Lingga mengenyahkan segala pikiran tentang ibunya dari dalam kepala. Tujuannya saat ini adalah Ara. Ia ingin memeluk gadis itu untuk menenangkan hatinya yang penuh akan gejolak rasa. Hampir lima belas menit berlalu dan laju kendaraan Lingga yang dapat dikatakan menyamai pengendara motor di sirkuit, akhirnya ia sampai di sebuah rumah bertingkat tiga.

Pemuda itu menekan klakson dan seorang pria paruh baya keluar dari dalam gerbang.

"Malam, Pak Cecep," sapa Lingga pada pria bertubuh tambun. Pria tua itu membuka gerbang dan mempersilahkan Lingga masuk.

"Malam, eh ... Mas Lingga. Tumben nggak kasih kabar dulu? Biasanya kalo Neng Ara tahu pacarnya mau ke sini, saya disuruh mantengin gerbang yang terbuka. Katanya 'biar Ay aku nanti nggak nyasar karena lupa sama rumah aku, Pak Cecep'. Gitu katanya. Emang Mas Lingga pernah masuk ke rumah orang lain, ngira kalo itu rumah Neng Ara?"

Mendengar ucapan pria di hadapan, seulas senyum terukir di bibir Lingga. Gadis itu selalu berhasil menghadirkan lengkung manis di wajahnya. Walau belum bertemu, Ara sudah sedikit memperbaiki perasaannya yang kacau.

"Sengaja, Pak. Mau kasih surprise," ucap Lingga tak menanggapi pertanyaan satpam yang baru dipekerjakan beberapa bulan lalu oleh keluarga Ara.

Ia sangat memaklumi pertanyaan itu. Satpam lama yang mengundurkan diri karena sudah tua sudah sangat paham dengan tabiat majikan kecilnya. Maka dari itu beliau tidak akan menanyakan hal seperti ini, karena sangat tidak mungkin Lingga melupakan rumah kekasihnya sendiri

"Aku masuk dulu, ya, Pak."

Setelah berpamitan, Lingga berjalan menuju pintu rumah bernuansa putih dan emas itu. Menekan tombol lonceng yang menempel di dinding dan menunggu seseorang membukakan pintu.
Lingga menghirup napas panjang, mengendalikan mimik wajah agar Ara tidak mengetahui apa yang sudah terjadi kepadanya. Ia harus bisa bersikap seperti biasa agar kekasihnya itu tidak khawatir.

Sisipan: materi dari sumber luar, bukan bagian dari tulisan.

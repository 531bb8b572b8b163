use crate::data_structures::{
    instance::InstanceRaw,
    model::{ModelVertex, Vertex},
    texture::Texture,
};

/// Rasterizer and depth settings that differ between the pipelines.
#[derive(Debug, Clone, Copy)]
pub struct PipelineOptions {
    pub cull_mode: Option<wgpu::Face>,
    pub depth_write_enabled: bool,
    pub depth_compare: wgpu::CompareFunction,
    pub blend: Option<wgpu::BlendState>,
}

impl Default for PipelineOptions {
    fn default() -> Self {
        Self {
            cull_mode: Some(wgpu::Face::Back),
            depth_write_enabled: true,
            depth_compare: wgpu::CompareFunction::Less,
            blend: Some(wgpu::BlendState::REPLACE),
        }
    }
}

/// Textured Phong pipeline.
///
/// Bind groups: 0 diffuse texture, 1 camera, 2 light, 3 material.
/// Vertex buffers: 0 mesh vertices, 1 instance rows.
pub fn mk_phong_pipeline(
    device: &wgpu::Device,
    color_format: wgpu::TextureFormat,
    texture_bind_group_layout: &wgpu::BindGroupLayout,
    camera_bind_group_layout: &wgpu::BindGroupLayout,
    light_bind_group_layout: &wgpu::BindGroupLayout,
    material_bind_group_layout: &wgpu::BindGroupLayout,
) -> wgpu::RenderPipeline {
    let render_pipeline_layout = device.create_pipeline_layout(&wgpu::PipelineLayoutDescriptor {
        label: Some("Phong Pipeline Layout"),
        bind_group_layouts: &[
            texture_bind_group_layout,
            camera_bind_group_layout,
            light_bind_group_layout,
            material_bind_group_layout,
        ],
        push_constant_ranges: &[],
    });

    let shader = wgpu::ShaderModuleDescriptor {
        label: Some("Phong Shader"),
        source: wgpu::ShaderSource::Wgsl(include_str!("phong.wgsl").into()),
    };

    mk_render_pipeline(
        device,
        &render_pipeline_layout,
        color_format,
        Some(Texture::DEPTH_FORMAT),
        &[ModelVertex::desc(), InstanceRaw::desc()],
        shader,
        PipelineOptions {
            blend: Some(wgpu::BlendState::ALPHA_BLENDING),
            ..Default::default()
        },
        "Phong Pipeline",
    )
}

pub fn mk_render_pipeline(
    device: &wgpu::Device,
    layout: &wgpu::PipelineLayout,
    color_format: wgpu::TextureFormat,
    depth_format: Option<wgpu::TextureFormat>,
    vertex_layouts: &[wgpu::VertexBufferLayout],
    shader: wgpu::ShaderModuleDescriptor,
    options: PipelineOptions,
    label: &str,
) -> wgpu::RenderPipeline {
    let shader = device.create_shader_module(shader);

    device.create_render_pipeline(&wgpu::RenderPipelineDescriptor {
        cache: None,
        label: Some(label),
        layout: Some(layout),
        vertex: wgpu::VertexState {
            module: &shader,
            entry_point: Some("vs_main"),
            buffers: vertex_layouts,
            compilation_options: Default::default(),
        },
        fragment: Some(wgpu::FragmentState {
            module: &shader,
            entry_point: Some("fs_main"),
            targets: &[Some(wgpu::ColorTargetState {
                format: color_format,
                blend: options.blend,
                write_mask: wgpu::ColorWrites::ALL,
            })],
            compilation_options: Default::default(),
        }),
        primitive: wgpu::PrimitiveState {
            topology: wgpu::PrimitiveTopology::TriangleList,
            strip_index_format: None,
            front_face: wgpu::FrontFace::Ccw,
            cull_mode: options.cull_mode,
            polygon_mode: wgpu::PolygonMode::Fill,
            unclipped_depth: false,
            conservative: false,
        },
        depth_stencil: depth_format.map(|format| wgpu::DepthStencilState {
            format,
            depth_write_enabled: options.depth_write_enabled,
            depth_compare: options.depth_compare,
            stencil: wgpu::StencilState::default(),
            bias: wgpu::DepthBiasState::default(),
        }),
        multisample: wgpu::MultisampleState {
            count: 1,
            mask: !0,
            alpha_to_coverage_enabled: false,
        },
        multiview: None,
    })
}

Lingga melakukan sedikit senam wajah agar tidak terlihat kaku saat berhadapan dengan Ara nanti. Membuka tutup mulutnya berkali-kali dan menggerakkan bibirnya ke kiri dan kanan. Tak lama seorang wanita membuka pintu dan Lingga seketika mengembalikan ekspresi wajahnya.

"Hai, Sayang," sapa wanita itu penuh keceriaan saat melihat Lingga, seolah pemuda itu memang sedang diharapkan kedatangannya. Lingga tersenyum kecil mendengar panggilan yang membuat hatinya menghangat.

"Malam, Mi. Ara ada?" sahut Lingga.

Wanita bertubuh mungil yang sangat menyerupai Ara ini, memeluk Lingga lalu mengecup pipi kanan dan kiri pemuda itu, kemudian mengapit lengan Lingga dan mengajak masuk. Keduanya menuju ruang keluarga.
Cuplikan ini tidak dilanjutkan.